--- INPUT MATERIAL Enclosed Below ---
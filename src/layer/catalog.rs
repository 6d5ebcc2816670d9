//! Static shape catalog.
//!
//! Shape layers only store the `shape_type` key; rendering is up to the host.
//! The catalog groups those keys for pickers and supplies display labels.

/// Picker group a shape belongs to
#[derive(Debug, Clone, Copy, PartialEq, Eq, Hash)]
pub enum ShapeCategory {
    Basic,
    Decorative,
    Bubble,
    Badge,
}

impl ShapeCategory {
    pub fn display_name(&self) -> &'static str {
        match self {
            ShapeCategory::Basic => "Basic",
            ShapeCategory::Decorative => "Decorative",
            ShapeCategory::Bubble => "Speech Bubbles",
            ShapeCategory::Badge => "Badges",
        }
    }

    pub fn all() -> &'static [ShapeCategory] {
        &[
            ShapeCategory::Basic,
            ShapeCategory::Decorative,
            ShapeCategory::Bubble,
            ShapeCategory::Badge,
        ]
    }
}

#[derive(Debug, Clone, Copy, PartialEq, Eq)]
pub struct ShapeInfo {
    pub kind: &'static str,
    pub category: ShapeCategory,
    pub label: &'static str,
    pub icon: &'static str,
}

const fn entry(
    kind: &'static str,
    category: ShapeCategory,
    label: &'static str,
    icon: &'static str,
) -> ShapeInfo {
    ShapeInfo {
        kind,
        category,
        label,
        icon,
    }
}

pub static SHAPE_CATALOG: &[ShapeInfo] = &[
    entry("rectangle", ShapeCategory::Basic, "Rectangle", "▭"),
    entry("rounded-rectangle", ShapeCategory::Basic, "Rounded Rectangle", "▢"),
    entry("circle", ShapeCategory::Basic, "Circle", "●"),
    entry("ellipse", ShapeCategory::Basic, "Ellipse", "⬬"),
    entry("triangle", ShapeCategory::Basic, "Triangle", "▲"),
    entry("diamond", ShapeCategory::Basic, "Diamond", "◆"),
    entry("pentagon", ShapeCategory::Basic, "Pentagon", "⬟"),
    entry("hexagon", ShapeCategory::Basic, "Hexagon", "⬢"),
    entry("line", ShapeCategory::Basic, "Line", "―"),
    entry("star", ShapeCategory::Decorative, "Star", "★"),
    entry("heart", ShapeCategory::Decorative, "Heart", "♥"),
    entry("arrow-right", ShapeCategory::Decorative, "Arrow Right", "➜"),
    entry("arrow-left", ShapeCategory::Decorative, "Arrow Left", "⬅"),
    entry("lightning", ShapeCategory::Decorative, "Lightning", "⚡"),
    entry("burst", ShapeCategory::Decorative, "Burst", "✹"),
    entry("speech-bubble", ShapeCategory::Bubble, "Speech Bubble", "💬"),
    entry("thought-bubble", ShapeCategory::Bubble, "Thought Bubble", "💭"),
    entry("shout-bubble", ShapeCategory::Bubble, "Shout Bubble", "🗯"),
    entry("badge-circle", ShapeCategory::Badge, "Round Badge", "🔘"),
    entry("ribbon", ShapeCategory::Badge, "Ribbon", "🎗"),
    entry("seal", ShapeCategory::Badge, "Seal", "🏅"),
    entry("tag", ShapeCategory::Badge, "Tag", "🏷"),
];

/// Look up a shape kind in the catalog
pub fn shape_info(kind: &str) -> Option<&'static ShapeInfo> {
    SHAPE_CATALOG.iter().find(|info| info.kind == kind)
}

/// All catalog entries of one category, in catalog order
pub fn shapes_in(category: ShapeCategory) -> impl Iterator<Item = &'static ShapeInfo> {
    SHAPE_CATALOG
        .iter()
        .filter(move |info| info.category == category)
}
--- End of Enclosed INPUT MATERIAL ---
**DIRECTIONS FOR THIS TASK**
One number is all the reply should hold: how many lines in these records include the word "Arrow".

**WORKED SOLUTION**
2